Brilliant chemist David Cousins is to wed his university sweetheart Carol Brennan but it turns out to be one wedding and a funeral. What does Carol’s dipsomaniac father have against the groom? What has the globetrotting oenologist Cousins been up to in California? Has he kept his hands strictly on his own test tubes? Are there any skeletons left in the cupboard from the less-than-happy couple’s Cambridge University ménage a quatre with their bumbling best man and sexy Maid of doubtful Honour?

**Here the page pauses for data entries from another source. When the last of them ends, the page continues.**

use std::{convert::Infallible, fmt::Display};

use crate::DataType;

#[derive(thiserror::Error, Debug)]
pub enum Error {
    #[error(transparent)]
    Cuda(Box<dyn std::error::Error + Send + Sync>),

    #[error("Message: {0}")]
    Msg(String),

    #[error("{inner}\n{backtrace}")]
    WithBacktrace {
        inner: Box<Self>,
        backtrace: Box<std::backtrace::Backtrace>,
    },

    /// Arbitrary errors wrapping.
    #[error(transparent)]
    Wrapped(Box<dyn std::error::Error + Send + Sync>),

    /// Arbitrary errors wrapping with context.
    #[error("{wrapped:?}\n{context:?}")]
    WrappedContext {
        wrapped: Box<dyn std::error::Error + Send + Sync>,
        context: String,
    },

    #[error("tensor has no storage")]
    NullStorage,

    #[error("tensor has no allocator to create storage with")]
    NoAllocator,

    #[error("dim out of range: {index} >= {rank}")]
    DimOutOfRange { index: usize, rank: usize },

    #[error("cannot {op} {kind} storage, use {hint} instead")]
    WrongResizePath {
        op: &'static str,
        kind: &'static str,
        hint: &'static str,
    },

    #[error("tensor (source op {name}): current physical image shape: {physical:?} < logical image shape: {logical:?}")]
    ImageBounds {
        name: String,
        physical: [usize; 2],
        logical: [usize; 2],
    },

    #[error("images cannot be resized, destroy and recreate the image")]
    ImageResize,

    #[error("allocator does not support images")]
    ImageUnsupported,

    #[error("{required} bytes required but storage holds {capacity}")]
    CapacityExceeded { required: usize, capacity: usize },

    #[error("slice [{offset}, {offset}+{len}) exceeds parent buffer of {parent} bytes")]
    SliceOutOfBounds {
        offset: usize,
        len: usize,
        parent: usize,
    },

    #[error("shape {shape:?} of {dtype} does not fit in the address space")]
    ShapeOverflow { shape: Vec<usize>, dtype: DataType },

    #[error("storage is mapped elsewhere, writers need exclusive access")]
    MapConflict,

    #[error("copy src and dst with different size: {src} vs {dst}")]
    LengthMismatch { src: usize, dst: usize },

    #[error("data type not set or unsupported: {0:?}")]
    InvalidDType(DataType),

    #[error("accelerator storage is not mapped for host access")]
    NotMapped,

    #[error("cannot resize storage while it is mapped")]
    MappedResize,

    #[error("failed to allocate {nbytes} bytes")]
    Allocation { nbytes: usize },

    #[error("storage at {addr:#x} is not aligned for {dtype}")]
    Misaligned { addr: usize, dtype: &'static str },
}

pub type Result<T> = std::result::Result<T, Error>;

impl Error {
    /// Create a new error based on a printable error message.
    ///
    /// If the message implements `std::error::Error`, prefer using [`Error::wrap`] instead.
    pub fn msg<M: Display>(msg: M) -> Self {
        Self::Msg(msg.to_string()).bt()
    }

    pub fn wrap(err: impl std::error::Error + Send + Sync + 'static) -> Self {
        Self::Wrapped(Box::new(err)).bt()
    }

    pub fn bt(self) -> Self {
        let backtrace = std::backtrace::Backtrace::capture();
        match backtrace.status() {
            std::backtrace::BacktraceStatus::Disabled
            | std::backtrace::BacktraceStatus::Unsupported => self,
            _ => Self::WithBacktrace {
                inner: Box::new(self),
                backtrace: Box::new(backtrace),
            },
        }
    }

    /// The error without any backtrace wrapper, for matching on the kind.
    pub fn inner(&self) -> &Self {
        match self {
            Self::WithBacktrace { inner, .. } => inner.inner(),
            other => other,
        }
    }
}

#[macro_export]
macro_rules! bail {
    ($msg:literal $(,)?) => {
        return Err($crate::Error::Msg(format!($msg).into()).bt())
    };
    ($err:expr $(,)?) => {
        return Err($crate::Error::Msg(format!($err).into()).bt())
    };
    ($fmt:expr, $($arg:tt)*) => {
        return Err($crate::Error::Msg(format!($fmt, $($arg)*).into()).bt())
    };
}

pub(crate) mod private {
    pub trait Sealed {}

    impl<T, E> Sealed for std::result::Result<T, E> where E: std::error::Error {}
    impl<T> Sealed for Option<T> {}
}

/// Attach more context to an error.
///
/// Inspired by [`anyhow::Context`].
pub trait Context<T, E>: private::Sealed {
    /// Wrap the error value with additional context.
    fn context<C>(self, context: C) -> std::result::Result<T, Error>
    where
        C: Display + Send + Sync + 'static;

    /// Wrap the error value with additional context that is evaluated lazily
    /// only once an error does occur.
    fn with_context<C, F>(self, f: F) -> std::result::Result<T, Error>
    where
        C: Display + Send + Sync + 'static,
        F: FnOnce() -> C;
}

impl<T, E> Context<T, E> for std::result::Result<T, E>
where
    E: std::error::Error + Send + Sync + 'static,
{
    fn context<C>(self, context: C) -> std::result::Result<T, Error>
    where
        C: Display + Send + Sync + 'static,
    {
        match self {
            Ok(ok) => Ok(ok),
            Err(error) => Err(Error::WrappedContext {
                wrapped: Box::new(error),
                context: context.to_string(),
            }),
        }
    }

    fn with_context<C, F>(self, context: F) -> std::result::Result<T, Error>
    where
        C: Display + Send + Sync + 'static,
        F: FnOnce() -> C,
    {
        match self {
            Ok(ok) => Ok(ok),
            Err(error) => Err(Error::WrappedContext {
                wrapped: Box::new(error),
                context: context().to_string(),
            }),
        }
    }
}

impl<T> Context<T, Infallible> for Option<T> {
    fn context<C>(self, context: C) -> std::result::Result<T, Error>
    where
        C: Display + Send + Sync + 'static,
    {
        // Not using ok_or_else to save 2 useless frames off the captured
        // backtrace.
        match self {
            Some(ok) => Ok(ok),
            None => Err(Error::msg(context)),
        }
    }

    fn with_context<C, F>(self, context: F) -> std::result::Result<T, Error>
    where
        C: Display + Send + Sync + 'static,
        F: FnOnce() -> C,
    {
        match self {
            Some(ok) => Ok(ok),
            None => Err(Error::msg(context())),
        }
    }
}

With the prospect of acting fully licensed, and with a three course meal thrown in, almost all the usual suspects of the Players crowded into the action. Real-life marrieds Nick and Suzanne Thompson played the bride and groom as to the manner born, with Suzanne giving her actual wedding dress its tenth outing from its trunk in the loft.

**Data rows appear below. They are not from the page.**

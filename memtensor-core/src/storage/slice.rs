use std::ptr::NonNull;

use super::{Access, MapState, SharedStorage, Storage};
use crate::{bail, device::MappedRegion, Error, Result};

/// Non-owning window `[offset, offset + len)` into a shared linear buffer.
///
/// Used when one allocation backs several tensors. Slices never release the
/// parent; keeping it alive is the `Arc`'s job.
#[derive(Debug)]
pub struct BufferSlice {
    parent: SharedStorage,
    offset: usize,
    len: usize,
    map: MapState,
}

// SAFETY: see `Buffer`.
unsafe impl Send for BufferSlice {}

impl BufferSlice {
    pub fn new(parent: &SharedStorage, offset: usize, len: usize) -> Result<Self> {
        {
            let storage = parent.lock();
            if !matches!(&*storage, Storage::Buffer(_)) {
                bail!("cannot slice {} storage, only buffers", storage.kind());
            }
            let parent_size = storage.size();
            if offset.saturating_add(len) > parent_size {
                return Err(Error::SliceOutOfBounds {
                    offset,
                    len,
                    parent: parent_size,
                }
                .bt());
            }
        }
        Ok(Self {
            parent: parent.clone(),
            offset,
            len,
            map: MapState::default(),
        })
    }

    pub fn parent(&self) -> &SharedStorage {
        &self.parent
    }

    pub fn size(&self) -> usize {
        self.len
    }

    pub fn offset(&self) -> usize {
        self.offset
    }

    pub fn on_host(&self) -> bool {
        self.parent.lock().on_host()
    }

    pub fn is_mapped(&self) -> bool {
        self.map.is_mapped()
    }

    pub fn raw_ptr(&self) -> Result<NonNull<u8>> {
        if let Some(ptr) = self.map.ptr() {
            return Ok(ptr);
        }
        let base = self.parent.lock().raw_ptr()?;
        // SAFETY: offset + len lies within the parent, checked at construction.
        Ok(unsafe { base.add(self.offset) })
    }

    /// Slices cannot grow past the window they were created with.
    pub fn resize(&mut self, nbytes: usize) -> Result<()> {
        if nbytes > self.len {
            return Err(Error::CapacityExceeded {
                required: nbytes,
                capacity: self.len,
            }
            .bt());
        }
        Ok(())
    }

    pub fn map(&mut self, access: Access) -> Result<MappedRegion> {
        self.map.check(access)?;
        let parent = self.parent.lock().map(access)?;
        // SAFETY: offset lies within the parent, and buffers never shrink.
        let ptr = unsafe { parent.ptr.add(self.offset) };
        Ok(self.map.enter(
            MappedRegion {
                ptr,
                pitch: parent.pitch,
            },
            access,
        ))
    }

    pub fn unmap(&mut self) -> Result<()> {
        self.map.leave()?;
        self.parent.lock().unmap()
    }
}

Rector John Thorogood also was completely at ease in a familiar role until, with the “service” rudely interrupted by objectors, he gallantly retired to do the washing up. The acting honours, however, went to Simon Bartlett with his delicious cameo as the irritable and aggressively tipsy father of the bride.


Les Silverlock and Richard Hall himself played two plodding detectives, with Richard in particular cross-examining the rest of the cast with such gormless intensity one feared that even he, the author, had no idea of the dénouement.

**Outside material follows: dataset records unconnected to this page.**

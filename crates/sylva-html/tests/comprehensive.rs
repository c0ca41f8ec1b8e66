//! Comprehensive tests for sylva-html
//!
//! Walks a complete XHTML-flavoured document and checks every view kind.

use sylva_html::{AttrNamespace, DomError, Namespace, Node, NodeType, ParseOutput, TAG_NAMESPACES, parse};

const HTML: &str = r#"<!DOCTYPE html PUBLIC "-//W3C//DTD XHTML 1.1//EN"
    "http://www.w3.org/TR/xhtml11/DTD/xhtml11.dtd">
<!-- top-level-comment -->
<html xmlns="http://www.w3.org/1999/xhtml/" xml:lang="en" lang="en-us">
<head>
    <meta charset="UTF-8">
    <title>Lorem Ipsum</title>
</head>
<body>
    <!-- body comment -->
    <h1>Lorem Ipsum</h1>
    <p id="p1" class="foo">Lorem ipsum dolor sit amet, consectetur adipiscing elit.</p>
    <p id="p2" class="bar">
        <strong>Fusce sed enim ac urna<br>tincidunt egestas sed nec urna.</strong>
    </p>
    <p id="p3" class="cdata"><![CDATA[Sed efficitur bibendum euismod.]]></p>
    <p xmlns:xlink="http://www.w3.org/xlink" class="namespace" xlink:href="http://www.google.com">
        This is used to test attribute namespaces.
    </p>
</body>
</html>"#;

fn output() -> ParseOutput {
    parse(HTML).expect("fixture parses")
}

fn child<'a>(node: Node<'a>, index: usize) -> Node<'a> {
    node.children().unwrap().get(index).unwrap()
}

// ============================================================================
// Document
// ============================================================================

#[test]
fn test_document() {
    let output = output();
    let document = output.document();

    assert_eq!(document.parent(), None);
    assert!(document.is_tag());
    assert_eq!(document.node_type(), NodeType::Document);
    assert_eq!(document.offset(), 0);
    assert_eq!(document.to_string(), "<!DOCTYPE html>");

    let doc = document.as_document().unwrap();
    assert!(doc.has_doctype());
    assert_eq!(doc.name(), "html");
    assert_eq!(doc.public_identifier(), "-//W3C//DTD XHTML 1.1//EN");
    assert_eq!(doc.system_identifier(), "http://www.w3.org/TR/xhtml11/DTD/xhtml11.dtd");
}

#[test]
fn test_document_children() {
    let output = output();
    let children = output.document().children().unwrap();

    // The doctype is not a child node
    assert_eq!(children.len(), 2);
    let comment = children.get(0).unwrap();
    assert_eq!(comment.node_type(), NodeType::Comment);
    assert_eq!(comment.text().unwrap(), " top-level-comment ");
    assert_eq!(comment.offset(), 102);
    assert_eq!(children.get(1).unwrap(), output.root());
}

// ============================================================================
// Root element
// ============================================================================

#[test]
fn test_tag() {
    let output = output();
    let root = output.root();

    assert_eq!(root.parent(), Some(output.document()));
    assert!(root.is_tag());
    assert_eq!(root.node_type(), NodeType::Element);
    assert_eq!(root.tag_name().unwrap(), "html");
    assert!(!root.attributes().unwrap().is_empty());
    assert!(!root.children().unwrap().is_empty());
    assert_eq!(root.offset(), 129);
    assert_eq!(root.to_string(), "<html>");

    let element = root.as_element().unwrap();
    assert_eq!(element.namespace(), Namespace::Html);
    assert_eq!(TAG_NAMESPACES[element.namespace().code() as usize], "http://www.w3.org/1999/xhtml");
}

#[test]
fn test_attributes() {
    let output = output();
    let attributes = output.root().attributes().unwrap();

    let lang = attributes.attribute("lang").unwrap();
    assert_eq!(lang.name, "lang");
    assert_eq!(lang.value, "en-us");
    assert_eq!(lang.namespace, AttrNamespace::None);
    assert!(attributes.contains("lang"));
    assert!(!attributes.contains("foo"));
    assert_eq!(
        attributes.get_required("foo").unwrap_err(),
        DomError::AttributeNotFound { name: "foo".into() }
    );
    assert_eq!(attributes.len(), 3);
    assert!(attributes.iter().next().is_some());

    let map = attributes.as_map();
    assert_eq!(map.len(), 3);
    assert_eq!(map["xmlns"], "http://www.w3.org/1999/xhtml/");
    assert_eq!(map["xml:lang"], "en");
    assert_eq!(map["lang"], "en-us");
}

#[test]
fn test_children() {
    let output = output();
    let children = output.root().children().unwrap();

    // head, whitespace, body
    assert_eq!(children.len(), 3);
    assert_eq!(children.get(1).unwrap().node_type(), NodeType::Whitespace);
    assert!(children.iter().next().is_some());
    assert_eq!(children.get(0).unwrap().offset(), 201);
    assert_eq!(children.get(2).unwrap().offset(), 274);
}

// ============================================================================
// Head
// ============================================================================

#[test]
fn test_head_elements() {
    let output = output();
    let head = child(output.root(), 0);
    let tags: Vec<_> = head
        .children()
        .unwrap()
        .iter()
        .filter(|n| n.is_tag())
        .map(|n| (n.tag_name().unwrap(), n.offset()))
        .collect();
    assert_eq!(tags, [("meta", 212), ("title", 239)]);

    let title = head.children().unwrap().elements().nth(1).unwrap();
    assert_eq!(title.text(), Some("Lorem Ipsum"));
    assert_eq!(title.children().get(0).unwrap().offset(), 246);
}

// ============================================================================
// Body content
// ============================================================================

#[test]
fn test_text() {
    let output = output();
    let body = child(output.root(), 2);
    let h1 = child(body, 3);
    let text = child(h1, 0);

    assert!(text.parent().is_some());
    assert!(!text.is_tag());
    assert_eq!(text.node_type(), NodeType::Text);
    assert_eq!(text.text().unwrap(), "Lorem Ipsum");
    assert_eq!(text.to_string(), "Lorem Ipsum");
    assert_eq!(text.offset(), 315);
    assert_eq!(h1.offset(), 311);
    assert_eq!(h1.as_element().unwrap().text(), Some("Lorem Ipsum"));
}

#[test]
fn test_comment() {
    let output = output();
    let comment = child(child(output.root(), 2), 1);

    assert_eq!(comment.node_type(), NodeType::Comment);
    assert_eq!(comment.text().unwrap(), " body comment ");
    assert_eq!(comment.to_string(), "<!-- body comment -->");
    assert_eq!(comment.offset(), 285);
}

#[test]
fn test_cdata_in_html_content_is_a_comment() {
    let output = output();
    let p3 = child(child(output.root(), 2), 9);
    assert_eq!(p3.attributes().unwrap().get("id"), Some("p3"));

    let bogus = child(p3, 0);
    assert_eq!(bogus.node_type(), NodeType::Comment);
    assert_eq!(bogus.text().unwrap(), "[CDATA[Sed efficitur bibendum euismod.]]");
    assert_eq!(bogus.offset(), 569);
}

#[test]
fn test_attributes_with_namespace() {
    let output = output();
    let p = child(child(output.root(), 2), 11);
    let attributes = p.attributes().unwrap();

    assert_eq!(attributes.len(), 3);
    let names: Vec<_> = attributes.iter().map(|a| a.name).collect();
    assert_eq!(names, ["xmlns:xlink", "class", "xlink:href"]);
    // Attributes of HTML elements are never namespace-adjusted
    assert!(attributes.iter().all(|a| a.namespace == AttrNamespace::None));
    assert_eq!(p.offset(), 621);
    assert_eq!(child(p, 0).offset(), 715);
}

#[test]
fn test_nested_inline() {
    let output = output();
    let p2 = child(child(output.root(), 2), 7);
    let strong = p2.children().unwrap().elements().next().unwrap();
    assert_eq!(strong.tag_name(), "strong");
    assert_eq!(strong.offset(), 456);

    let parts: Vec<_> = strong.children().iter().map(|n| n.to_string()).collect();
    assert_eq!(parts, ["Fusce sed enim ac urna", "<br>", "tincidunt egestas sed nec urna."]);
    assert_eq!(strong.children().get(0).unwrap().offset(), 464);
    assert_eq!(strong.children().get(1).unwrap().offset(), 486);
    // More than one child: no single text
    assert_eq!(strong.text(), None);
}

// ============================================================================
// Whole-tree views
// ============================================================================

#[test]
fn test_nodes_by_offset() {
    let output = output();
    let nodes = output.nodes_by_offset();

    assert_eq!(nodes.len(), output.document().descendants().count());
    assert!(nodes.windows(2).all(|w| w[0].offset() <= w[1].offset()));
    assert_eq!(nodes[0].node_type(), NodeType::Comment);
    assert_eq!(nodes[1], output.root());
}

#[test]
fn test_markup_errors_are_recorded() {
    let output = output();
    // The XHTML 1.1 doctype is legal markup but not the HTML5 doctype
    assert!(!output.errors().is_empty());
    assert!(output.errors().iter().all(|e| e.line >= 1 && !e.message.is_empty()));
}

Who had killed the gorgeous Maid of Honour – Tamsin Blackmore, stunning in a black wig with more than a touch of a 1960’s pop singer about it? What was the significance of her enigmatic last words, “California Rice”?
Eventually all was revealed, but not before the “guests” had enjoyed a splendid wedding breakfast prepared by Christine Dubery and her loyal followers. Many of the audience had come suitably dressed for a wedding and thoroughly determined to enjoy a very successful evening.

Sadly, this was Richard Hall’s swansong with the Players as he is moving back to Hampshire, and he will be much missed by the Players both on and off the stage.